Ease of creation and management of containers enabled a lot of automated workflows. Initially, all container-based deployments used some proprietary stack to orchestrate and run them. But after docker got open-sourced and started dominating the field, docker is now the standard for running containers. Because of this, docker images are also the standard way of distributing container images. So docker became the general basis when projects about custom orchestration solutions emerged.
This is the first type of orchestration I wanted to create. But one important issue I needed to tackle was the boot time. Our software had a long boot time, so we wanted to have one ready at all time to serve the next request. In my architecture, I wanted to have a controller container which would act as a load balancer and http server to relay requests to can offtorrect AI containers while creating new containers that are ready for the next request.
I have achieved this task with the docker-py library and used flask for serving http requests. Docker.py was well documented and easy to use with one docker file created for both controller and AI. The process was straightforward and during the development I have learned even more about docker. So this was a very primitive proprietary container orchestration solution that I created, but it did its job.
This is the moment in which I needed to introduce kubernetes.
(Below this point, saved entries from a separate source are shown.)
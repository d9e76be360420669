//! Error types for route computation.
//!
//! Two failure classes reach the caller:
//!
//! - [`RouteError::Input`]: the request itself is unusable (empty feature
//!   collection, degenerate bounds, missing fields). Maps to a client error.
//! - [`RouteError::Computation`]: something failed while building the grid,
//!   decoding a raster, or reprojecting coordinates. Maps to a server error
//!   and carries the underlying cause.
//!
//! "No path" is not an error. The search degrades to a straight-line fallback.

use thiserror::Error;

/// Boxed cause attached to computation failures.
pub type Cause = Box<dyn std::error::Error + Send + Sync + 'static>;

/// Route computation error type
#[derive(Error, Debug)]
pub enum RouteError {
    #[error("Invalid input: {0}")]
    Input(String),

    #[error("Route computation failed: {context}")]
    Computation {
        context: String,
        #[source]
        source: Option<Cause>,
    },
}

impl RouteError {
    /// Input error with a message.
    pub fn input(msg: impl Into<String>) -> Self {
        RouteError::Input(msg.into())
    }

    /// Computation error without an underlying cause.
    pub fn computation(context: impl Into<String>) -> Self {
        RouteError::Computation {
            context: context.into(),
            source: None,
        }
    }

    /// Computation error wrapping an underlying cause.
    pub fn computation_with(
        context: impl Into<String>,
        source: impl std::error::Error + Send + Sync + 'static,
    ) -> Self {
        RouteError::Computation {
            context: context.into(),
            source: Some(Box::new(source)),
        }
    }

    /// True when the caller sent something unusable (client-side failure).
    pub fn is_client_error(&self) -> bool {
        matches!(self, RouteError::Input(_))
    }
}

impl From<std::io::Error> for RouteError {
    fn from(e: std::io::Error) -> Self {
        RouteError::computation_with("I/O failure", e)
    }
}

impl From<tiff::TiffError> for RouteError {
    fn from(e: tiff::TiffError) -> Self {
        RouteError::computation_with("raster decoding failed", e)
    }
}

impl From<image::ImageError> for RouteError {
    fn from(e: image::ImageError) -> Self {
        RouteError::computation_with("image decoding failed", e)
    }
}

impl From<serde_json::Error> for RouteError {
    fn from(e: serde_json::Error) -> Self {
        // Syntax and shape problems come from the caller; I/O during a
        // streaming read does not.
        if e.is_io() {
            RouteError::computation_with("JSON read failed", e)
        } else {
            RouteError::Input(format!("malformed JSON: {e}"))
        }
    }
}

pub type Result<T> = std::result::Result<T, RouteError>;

#[cfg(test)]
mod tests {
    use super::*;
    use std::error::Error as _;

    #[test]
    fn test_input_is_client_error() {
        assert!(RouteError::input("empty").is_client_error());
        assert!(!RouteError::computation("boom").is_client_error());
    }

    #[test]
    fn test_computation_keeps_cause() {
        let io = std::io::Error::new(std::io::ErrorKind::NotFound, "missing.tif");
        let err = RouteError::from(io);
        assert!(!err.is_client_error());
        let source = err.source().expect("cause attached");
        assert!(source.to_string().contains("missing.tif"));
    }

    #[test]
    fn test_bad_json_is_input_error() {
        let err: RouteError = serde_json::from_str::<serde_json::Value>("{not json")
            .unwrap_err()
            .into();
        assert!(err.is_client_error());
    }
}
Because essentially this would serve a similar purpose for orchestration, and I have created my kubernetes-based solution to reduce the amount of code I need to write.
To apply the same idea in kubernetes, I had to re-think my architecture from the start. Because kubernetes simply asks you for a deployment scheme (like Amazon ECS) and tries to keep that scheme alive in a stable state. While I created my own containers for the next request, the orchestration solution should have something in place for a procedure like this. And after some searching, I have noticed I could use the labels feature of kubernetes for my procedure.
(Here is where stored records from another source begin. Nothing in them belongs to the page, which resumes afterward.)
//! Core value types shared across the crate.
//!
//! - [`GeoPoint`]: WGS84 (longitude, latitude) in degrees
//! - [`PixelCoord`]: (row, column) index into a navigability grid
//! - [`BoundingBox`]: extent in geographic or projected units

mod bounds;
mod point;

pub use bounds::BoundingBox;
pub use point::{GeoPoint, PixelCoord};
//! Feature-distance grid configuration section.

use serde::{Deserialize, Serialize};

use super::defaults;

/// Grid settings section
#[derive(Clone, Debug, Serialize, Deserialize)]
pub struct GridSection {
    /// Grid columns
    #[serde(default = "defaults::grid_size")]
    pub width: usize,

    /// Grid rows
    #[serde(default = "defaults::grid_size")]
    pub height: usize,

    /// Cells closer than this to a feature are traversable (input units)
    #[serde(default = "defaults::distance_threshold")]
    pub distance_threshold: f64,
}

impl Default for GridSection {
    fn default() -> Self {
        Self {
            width: 200,
            height: 200,
            distance_threshold: 0.02,
        }
    }
}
The idea I had was to simply label all newly created AI containers with assigned:not_assigned (false and no was giving me a lot of headache which I did not really dug into) applied to every container. I would declare, I want 3 of them with label assigned:not_assigned. When a new request comes, my controller container should change this label to assigned:assigned. Changing labels would break the state, 2 of the 3 deployed containers would have the label assigned:not_assigned. When kubernetes notices the state is broken, it would start one more container with the assigned:not_assigned label.
Therefore, I have written another class, just to manage the kubernetes cluster. It did not really need to implement some functionality like creating or managing containers, but it needed to relay messages and remove labels. This removed a lot of code that resulted in a lot fewer lines of code to maintain, which meant a smaller attack surface. Creating a connection to kubernetes host from a pod was easy and simple. I have spent some more time on creating a service and routing requests to correct containers.
In this experiment, I have tried to use an off-the-shelf container orchestration solution and a custom-made orchestration tool that I have written myself. Writing my own orchestration solution was fast. The concepts were not foreign and there were a lot of how-to articles. But when it came to kubernetes, it was a completely different story. To be able to use kubernetes, knowledge about containers is not enough, I had to learn new concepts and a new way of thinking (e.g., instead of containers, deployments and services as primary-citizens) to be able to use it for my purposes. But at the end, we can safely assume, using kubernetes for container orchestration made my structure safer and more stable, because most of the tricky parts of my software like maintaining a stable number of containers on hold, were done with the help of an open-source project which is used and promoted by Google.